# Your instructions
Write out again the entries from the first line to the line that includes "metrics and colors.", keeping both of those lines.

# Records to process

□ □ □ □ □

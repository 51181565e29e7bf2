// Copyright 2025 the Berth Authors
// SPDX-License-Identifier: Apache-2.0 OR MIT

//! Per-frame context shared by every element built during a frame.

use kurbo::{Rect, Vec2};

use crate::{Id, IdKey, IdStack, Interaction, LayoutCursor, PointerInput, Storage, Style};

/// Storage slot holding a region's scroll offset.
pub(crate) const SCROLL_SLOT: u32 = 1;
/// Storage slot holding a region's content size.
pub(crate) const CONTENT_SLOT: u32 = 2;

/// An open region: clip, layout, and scroll state.
#[derive(Clone, Debug)]
pub(crate) struct RegionFrame {
    pub(crate) id: Id,
    pub(crate) rect: Rect,
    pub(crate) clip: Rect,
    pub(crate) visible: bool,
    pub(crate) scrollable: bool,
    pub(crate) scroll: Vec2,
    pub(crate) layout: LayoutCursor,
}

/// Identity, storage, interaction, and region state for one UI.
///
/// A `Context` lives across frames. Each frame is bracketed by
/// [`Context::begin_frame`] and [`Context::end_frame`]; in between, widgets
/// are built through a [`crate::Ui`].
#[derive(Clone, Debug, Default)]
pub struct Context {
    pub(crate) ids: IdStack,
    pub(crate) storage: Storage,
    pub(crate) interaction: Interaction,
    pub(crate) regions: Vec<RegionFrame>,
    style: Style,
    frame: u64,
    in_frame: bool,
}

impl Context {
    /// Context with the default style.
    pub fn new() -> Self {
        Self::default()
    }

    /// Context with a custom style.
    pub fn with_style(style: Style) -> Self {
        Self {
            style,
            ..Self::default()
        }
    }

    /// Widget metrics and colors.
    pub fn style(&self) -> &Style {
        &self.style
    }

    /// Mutable style; changes apply from the next widget on.
    pub fn style_mut(&mut self) -> &mut Style {
        &mut self.style
    }

    /// Open a frame with this frame's pointer sample.
    pub fn begin_frame(&mut self, pointer: PointerInput) {
        if self.in_frame {
            debug_assert!(false, "begin_frame called twice without end_frame");
            tracing::error!(frame = self.frame, "begin_frame without end_frame; closing previous frame");
            self.end_frame();
        }
        self.in_frame = true;
        self.ids.reset();
        self.regions.clear();
        self.interaction.begin_frame(pointer);
    }

    /// Close the frame: publish interaction results and swap storage.
    pub fn end_frame(&mut self) {
        if !self.regions.is_empty() {
            debug_assert!(false, "{} regions left open at end_frame", self.regions.len());
            tracing::error!(open = self.regions.len(), "regions left open at end_frame");
            self.regions.clear();
        }
        self.interaction.end_frame();
        self.storage.swap();
        self.frame += 1;
        self.in_frame = false;
    }

    /// Number of completed frames.
    pub fn frame_count(&self) -> u64 {
        self.frame
    }

    /// Whether a frame is open.
    pub fn in_frame(&self) -> bool {
        self.in_frame
    }

    /// Id scope stack.
    pub fn ids(&self) -> &IdStack {
        &self.ids
    }

    /// Mutable id scope stack.
    pub fn ids_mut(&mut self) -> &mut IdStack {
        &mut self.ids
    }

    /// Id of `key` under the current scope.
    pub fn id(&self, key: impl IdKey) -> Id {
        self.ids.id(key)
    }

    /// Per-element storage.
    pub fn storage(&self) -> &Storage {
        &self.storage
    }

    /// Mutable per-element storage.
    pub fn storage_mut(&mut self) -> &mut Storage {
        &mut self.storage
    }

    /// Hot/active tracker.
    pub fn interaction(&self) -> &Interaction {
        &self.interaction
    }

    /// Mutable hot/active tracker.
    pub fn interaction_mut(&mut self) -> &mut Interaction {
        &mut self.interaction
    }

    /// Hand the current press to `id`.
    pub fn set_active(&mut self, id: Id) {
        self.interaction.set_active(id);
    }

    /// Element currently holding the press.
    pub fn active(&self) -> Option<Id> {
        self.interaction.active()
    }

    /// Innermost open region's id.
    pub fn current_region(&self) -> Option<Id> {
        self.regions.last().map(|r| r.id)
    }

    /// Innermost open region's clip, or an unbounded rectangle outside any
    /// region.
    pub fn current_clip(&self) -> Rect {
        self.regions
            .last()
            .map(|r| r.clip)
            .unwrap_or(Rect::new(f64::MIN, f64::MIN, f64::MAX, f64::MAX))
    }

    /// Nesting depth of open regions.
    pub fn region_depth(&self) -> usize {
        self.regions.len()
    }

    /// Last frame's scroll offset of the region `id`.
    pub fn region_scroll(&self, id: Id) -> Vec2 {
        self.storage.retrieve_vec2(id, SCROLL_SLOT).unwrap_or(Vec2::ZERO)
    }
}

#[cfg(test)]
mod tests {
    use super::*;
    use kurbo::Point;

    #[test]
    fn frames_swap_storage() {
        let mut ctx = Context::new();
        let id = Id::ROOT.with("x");
        ctx.begin_frame(PointerInput::hover_at(Point::ZERO));
        ctx.storage_mut().store(id, 5_i64);
        ctx.end_frame();
        assert_eq!(ctx.frame_count(), 1);
        assert_eq!(ctx.storage().retrieve(id), Some(crate::Stored::Int(5)));
    }

    #[test]
    fn id_scopes_reset_each_frame() {
        let mut ctx = Context::new();
        ctx.begin_frame(PointerInput::default());
        ctx.ids_mut().push_scope("leaked");
        let leaked = ctx.id("k");
        ctx.end_frame();

        ctx.begin_frame(PointerInput::default());
        assert_eq!(ctx.ids().depth(), 0);
        assert_ne!(ctx.id("k"), leaked);
        assert_eq!(ctx.id("k"), Id::ROOT.with("k"));
        ctx.end_frame();
    }

    #[test]
    fn outside_regions_clip_is_unbounded() {
        let ctx = Context::new();
        assert!(ctx.current_clip().contains(Point::new(1.0e9, -1.0e9)));
        assert_eq!(ctx.current_region(), None);
    }
}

□ □ □ □ □

# Result
repository 51181565e29e7bf2
// Copyright 2025 the Berth Authors
// SPDX-License-Identifier: Apache-2.0 OR MIT

//! Per-frame context shared by every element built during a frame.

use kurbo::{Rect, Vec2};

use crate::{Id, IdKey, IdStack, Interaction, LayoutCursor, PointerInput, Storage, Style};

/// Storage slot holding a region's scroll offset.
pub(crate) const SCROLL_SLOT: u32 = 1;
/// Storage slot holding a region's content size.
pub(crate) const CONTENT_SLOT: u32 = 2;

/// An open region: clip, layout, and scroll state.
#[derive(Clone, Debug)]
pub(crate) struct RegionFrame {
    pub(crate) id: Id,
    pub(crate) rect: Rect,
    pub(crate) clip: Rect,
    pub(crate) visible: bool,
    pub(crate) scrollable: bool,
    pub(crate) scroll: Vec2,
    pub(crate) layout: LayoutCursor,
}

/// Identity, storage, interaction, and region state for one UI.
///
/// A `Context` lives across frames. Each frame is bracketed by
/// [`Context::begin_frame`] and [`Context::end_frame`]; in between, widgets
/// are built through a [`crate::Ui`].
#[derive(Clone, Debug, Default)]
pub struct Context {
    pub(crate) ids: IdStack,
    pub(crate) storage: Storage,
    pub(crate) interaction: Interaction,
    pub(crate) regions: Vec<RegionFrame>,
    style: Style,
    frame: u64,
    in_frame: bool,
}

impl Context {
    /// Context with the default style.
    pub fn new() -> Self {
        Self::default()
    }

    /// Context with a custom style.
    pub fn with_style(style: Style) -> Self {
        Self {
            style,
            ..Self::default()
        }
    }

    /// Widget metrics and colors.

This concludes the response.